The ongoing COVID-19 pandemic has proved a double-edged sword for the candy, gum and mints category at convenience stores.
On the one hand, as the pandemic added often-stressful changes to lifestyles and routines, many Americans turned to candy for an emotional pick-me-up.
The National Confectioners Association’s (NCA) “2021 State of Treating Report” revealed that 77% of consumers feel that good emotional well-being leads to better physical health and makes it possible to enjoy life and be happier.
On the other hand, candy sales have fluctuated throughout the past 18 months amid shifting lockdown orders and social distancing concerns.
The convenience channel had a challenging 2020 overall, according to Carly Schildhaus, NCA’s public affairs manager, as many consumers shopped less frequently.
As for 2021, market research firm IRI found convenience store dollar sales of chocolate candy rose by 5.8% to just over $3 billion, and non-chocolate candy sales jumped 15.1% to nearly $2.5 billion for the 52 weeks ending Aug. 8, 2021.
But with many people wearing masks and social distancing, fresh breath wasn’t top of mind for consumers. As a result, sales of gum dropped 13.8% to nearly $783 million during the same period. Breath fresheners also saw a downturn of 15%, to almost $166 million, while sales of plain mints dipped by 1.1%, to just over $72.5 million.
But when comparing candy sales from summer 2020 to summer 2021, National Retail Solutions (NRS) found candy sales were up significantly across segments (see below). Total sales for the category were up 23.4%, with each segment showing gains of at least 18% from June 1, 2021, and Aug. 31, 2021, compared to the same period in 2020.

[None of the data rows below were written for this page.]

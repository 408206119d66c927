//! Core types for the namespace.

use crate::error::{NamespaceError, Result};
use serde::{Deserialize, Serialize};
use std::fmt;
use std::time::{SystemTime, UNIX_EPOCH};

/// Microseconds since Unix epoch.
#[derive(Clone, Copy, PartialEq, Eq, PartialOrd, Ord, Serialize, Deserialize)]
pub struct Timestamp(pub i64);

impl Timestamp {
    /// Current time.
    pub fn now() -> Self {
        let duration = SystemTime::now()
            .duration_since(UNIX_EPOCH)
            .expect("Time went backwards");
        Timestamp(duration.as_micros() as i64)
    }
}

impl fmt::Debug for Timestamp {
    fn fmt(&self, f: &mut fmt::Formatter<'_>) -> fmt::Result {
        write!(f, "Timestamp({})", self.0)
    }
}

/// Store-wide insertion counter for version entries.
///
/// Breaks ties between versions of one filename that share an upload
/// timestamp, so latest-version resolution is deterministic.
#[derive(Clone, Copy, PartialEq, Eq, PartialOrd, Ord, Hash, Serialize, Deserialize, Default)]
pub struct Sequence(pub u64);

impl Sequence {
    pub fn next(self) -> Self {
        Sequence(self.0 + 1)
    }
}

impl fmt::Debug for Sequence {
    fn fmt(&self, f: &mut fmt::Formatter<'_>) -> fmt::Result {
        write!(f, "Seq({})", self.0)
    }
}

/// Kind of entity a path resolves to.
#[derive(Clone, Copy, Debug, PartialEq, Eq, Hash, Serialize, Deserialize)]
#[serde(rename_all = "lowercase")]
pub enum EntryKind {
    Directory,
    File,
    Notebook,
}

impl EntryKind {
    pub fn as_str(&self) -> &'static str {
        match self {
            EntryKind::Directory => "directory",
            EntryKind::File => "file",
            EntryKind::Notebook => "notebook",
        }
    }
}

impl fmt::Display for EntryKind {
    fn fmt(&self, f: &mut fmt::Formatter<'_>) -> fmt::Result {
        f.write_str(self.as_str())
    }
}

/// Declared content format of a document.
///
/// Recorded at save time and echoed back on reads; no coercion between
/// formats is performed.
#[derive(Clone, Copy, Debug, PartialEq, Eq, Serialize, Deserialize)]
#[serde(rename_all = "lowercase")]
pub enum ContentFormat {
    Json,
    Text,
    Base64,
}

impl ContentFormat {
    pub fn as_str(&self) -> &'static str {
        match self {
            ContentFormat::Json => "json",
            ContentFormat::Text => "text",
            ContentFormat::Base64 => "base64",
        }
    }
}

/// Metadata entry establishing a path as a container.
#[derive(Clone, Debug, Serialize, Deserialize)]
pub struct DirectoryRecord {
    /// Storage path, unique key. No trailing slash except the root itself.
    pub path: String,
    pub created: Timestamp,
    pub last_modified: Timestamp,
}

/// Metadata record carried by every blob version.
#[derive(Clone, Debug, Serialize, Deserialize)]
pub struct BlobMetadata {
    /// Basename of the entity.
    pub name: String,
    /// Full storage path.
    pub path: String,
    /// File or Notebook; directories never reach the blob store.
    pub kind: EntryKind,
    pub created: Timestamp,
    pub last_modified: Timestamp,
    pub mimetype: Option<String>,
    pub format: Option<ContentFormat>,
    /// Tombstone flag. A filename whose latest version is deleted
    /// resolves as absent.
    pub deleted: bool,
}

/// One immutable timestamped write under a filename key.
#[derive(Clone, Debug)]
pub struct BlobVersion {
    /// Full storage path; not unique, every write appends a new version.
    pub filename: String,
    /// Store-wide insertion sequence (assigned by the log).
    pub sequence: Sequence,
    /// Upload timestamp (assigned by the log).
    pub uploaded: Timestamp,
    pub metadata: BlobMetadata,
    pub content: Vec<u8>,
}

fn default_true() -> bool {
    true
}

/// Directory model: container metadata plus an optional child listing.
#[derive(Clone, Debug, Serialize, Deserialize)]
pub struct DirectoryModel {
    #[serde(default)]
    pub name: String,
    #[serde(default)]
    pub path: String,
    #[serde(default)]
    pub created: Option<Timestamp>,
    #[serde(default)]
    pub last_modified: Option<Timestamp>,
    #[serde(default = "default_true")]
    pub writable: bool,
    #[serde(default)]
    pub mimetype: Option<String>,
    #[serde(default)]
    pub format: Option<ContentFormat>,
    /// Child models without their own content, sorted by name.
    #[serde(default, skip_serializing_if = "Option::is_none")]
    pub content: Option<Vec<Model>>,
}

/// Plain file model with decoded text content.
#[derive(Clone, Debug, Serialize, Deserialize)]
pub struct FileModel {
    #[serde(default)]
    pub name: String,
    #[serde(default)]
    pub path: String,
    #[serde(default)]
    pub created: Option<Timestamp>,
    #[serde(default)]
    pub last_modified: Option<Timestamp>,
    #[serde(default = "default_true")]
    pub writable: bool,
    #[serde(default)]
    pub mimetype: Option<String>,
    #[serde(default)]
    pub format: Option<ContentFormat>,
    #[serde(default, skip_serializing_if = "Option::is_none")]
    pub content: Option<String>,
}

/// Notebook model with a structured JSON document as content.
#[derive(Clone, Debug, Serialize, Deserialize)]
pub struct NotebookModel {
    #[serde(default)]
    pub name: String,
    #[serde(default)]
    pub path: String,
    #[serde(default)]
    pub created: Option<Timestamp>,
    #[serde(default)]
    pub last_modified: Option<Timestamp>,
    #[serde(default = "default_true")]
    pub writable: bool,
    #[serde(default)]
    pub mimetype: Option<String>,
    #[serde(default)]
    pub format: Option<ContentFormat>,
    #[serde(default, skip_serializing_if = "Option::is_none")]
    pub content: Option<serde_json::Value>,
}

/// A resolved entity, tagged by kind.
///
/// Doubles as the input to [`crate::Namespace::save`]: callers construct a
/// variant with content and optional metadata, and `save` fills in name,
/// path, and timestamps.
#[derive(Clone, Debug, Serialize, Deserialize)]
#[serde(tag = "type", rename_all = "lowercase")]
pub enum Model {
    Directory(DirectoryModel),
    File(FileModel),
    Notebook(NotebookModel),
}

impl Model {
    /// Input model for saving a directory.
    pub fn new_directory() -> Self {
        Model::Directory(DirectoryModel {
            name: String::new(),
            path: String::new(),
            created: None,
            last_modified: None,
            writable: true,
            mimetype: None,
            format: Some(ContentFormat::Json),
            content: None,
        })
    }

    /// Input model for saving a plain file.
    pub fn new_file(content: impl Into<String>) -> Self {
        Model::File(FileModel {
            name: String::new(),
            path: String::new(),
            created: None,
            last_modified: None,
            writable: true,
            mimetype: Some("text/plain".to_string()),
            format: Some(ContentFormat::Text),
            content: Some(content.into()),
        })
    }

    /// Input model for saving a notebook document.
    pub fn new_notebook(content: serde_json::Value) -> Self {
        Model::Notebook(NotebookModel {
            name: String::new(),
            path: String::new(),
            created: None,
            last_modified: None,
            writable: true,
            mimetype: None,
            format: Some(ContentFormat::Json),
            content: Some(content),
        })
    }

    /// Set the mimetype.
    pub fn with_mimetype(mut self, mimetype: impl Into<String>) -> Self {
        let mimetype = Some(mimetype.into());
        match &mut self {
            Model::Directory(m) => m.mimetype = mimetype,
            Model::File(m) => m.mimetype = mimetype,
            Model::Notebook(m) => m.mimetype = mimetype,
        }
        self
    }

    /// Set the declared content format.
    pub fn with_format(mut self, format: ContentFormat) -> Self {
        let format = Some(format);
        match &mut self {
            Model::Directory(m) => m.format = format,
            Model::File(m) => m.format = format,
            Model::Notebook(m) => m.format = format,
        }
        self
    }

    /// Set the creation timestamp. Save preserves it instead of stamping now.
    pub fn with_created(mut self, created: Timestamp) -> Self {
        let created = Some(created);
        match &mut self {
            Model::Directory(m) => m.created = created,
            Model::File(m) => m.created = created,
            Model::Notebook(m) => m.created = created,
        }
        self
    }

    pub fn kind(&self) -> EntryKind {
        match self {
            Model::Directory(_) => EntryKind::Directory,
            Model::File(_) => EntryKind::File,
            Model::Notebook(_) => EntryKind::Notebook,
        }
    }

    pub fn name(&self) -> &str {
        match self {
            Model::Directory(m) => &m.name,
            Model::File(m) => &m.name,
            Model::Notebook(m) => &m.name,
        }
    }

    pub fn path(&self) -> &str {
        match self {
            Model::Directory(m) => &m.path,
            Model::File(m) => &m.path,
            Model::Notebook(m) => &m.path,
        }
    }

    /// Build a model from a JSON-shaped value, as received over the host's
    /// plugin contract.
    ///
    /// A missing or unrecognized `type` key is a bad request, mirroring the
    /// 400 the surrounding application expects for malformed save bodies.
    pub fn from_value(value: &serde_json::Value) -> Result<Self> {
        let kind = value
            .get("type")
            .and_then(|t| t.as_str())
            .ok_or_else(|| NamespaceError::BadRequest("No file type provided".to_string()))?;
        match kind {
            "directory" | "file" | "notebook" => serde_json::from_value(value.clone())
                .map_err(|e| NamespaceError::BadRequest(format!("Malformed model: {}", e))),
            other => Err(NamespaceError::BadRequest(format!(
                "Unsupported entity type: {}",
                other
            ))),
        }
    }

    /// Serialize to the JSON shape the host's plugin contract expects.
    pub fn to_value(&self) -> Result<serde_json::Value> {
        Ok(serde_json::to_value(self)?)
    }
}

/// Namespace statistics.
#[derive(Clone, Debug, Default)]
pub struct NamespaceStats {
    /// Directory records in the index.
    pub directory_count: u64,
    /// Total version entries in the log, tombstones included.
    pub version_count: u64,
    /// Distinct filenames whose latest version is live.
    pub live_file_count: u64,
}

It’s possible candy sales have turned the corner and are set to rebound in 2022.
But as shopper behavior evolves, c-stores may need to evaluate their sales strategies. A decrease in impulse purchases has been noteworthy in candy, suggested Ramsey Baghdadi, consumer analyst at data and analytics company GlobalData.
“Convenience stores may need to undergo significant changes to prevent being outplayed by online platforms. Since the start of the pandemic, consumer behavior has dramatically changed, as fewer people gravitate toward impulse buying,” Baghdadi said.
In fact, according to GlobalData’s 2021 Q2 survey, 58% of American consumers claim to typically shop for chocolate, confectionery and dessert products online, compared to 12% at convenience stores.
In the wake of COVID-19, packaging that enables more hygienic sharing — like individually wrapped pieces in a multi-serving package — is a key trend in candy and mints, said Jennifer Christ, food market team leader for The Freedonia Group, a division of MarketResearch.com.
Sweet Sales Gains
Candy sales have been strong this year across the Army & Air Force Exchange Service (AAFES) retail system, which includes 589 Express convenience stores and 122 main stores, according to Heather Key, a buyer for AAFES. The everyday candy category is up 8% over last year for the chain.
The non-chocolate category continues to grow in size and as a percentage of the total candy business, Key noted. “Sales in this category have increased 5% over last year; however, chocolate sales are down slightly.”
The gum and mint business has also bounced back, she added.
“For chocolate, iconic brands such as Reese’s, M&M’s, Lindt, Ritter Sport and Kinder are leading,” Key said.
Brands that advertise low-sugar, low-carbohydrate or all-natural ingredients, such as Unreal, Trü Frü, Lily’s, and Tony’s Chocolonely, are taking off, she added. For non-chocolate, Trolli, Nerds, Sour Punch, Skittles, Fruit-tella, Albanese and Hi-Chew are driving sales for AAFES.
“Hi-Chew and Trolli are on fire,” Key explained. Meanwhile, in gum and mints, mega packs, bottle packs and fruity flavors are the most popular with customers.
Impulse purchases aren’t seeing a slowdown at AAFES locations. Express stores regularly feature an impulse item of the month at a large discount, which typically results in about a 300% lift for the item. The Exchange hosts internal contests to encourage stores to promote the item, as well.
“Our military brokers assist with engaging customers in the stores,” Key explained, “through, among other things, interactive displays that encourage shoppers to take photos with a cardboard M&M’s character cutout. Another is a contest to guess how many Skittles are inside a jar.”
Exchanges typically see a lift in premium chocolate, fun-size items and larger-pack sizes in the third and fourth quarters during Halloween and gifting season. Stores often promote several premium brands as “buy one, get one free” or “buy one, get one 50% off.”
For 2022, the Exchange expects the upward sales trends in the non-chocolate category to continue, as well as ongoing growth for the brands that advertise better-for-you products that are low-sugar, low-carbohydrate or all-natural.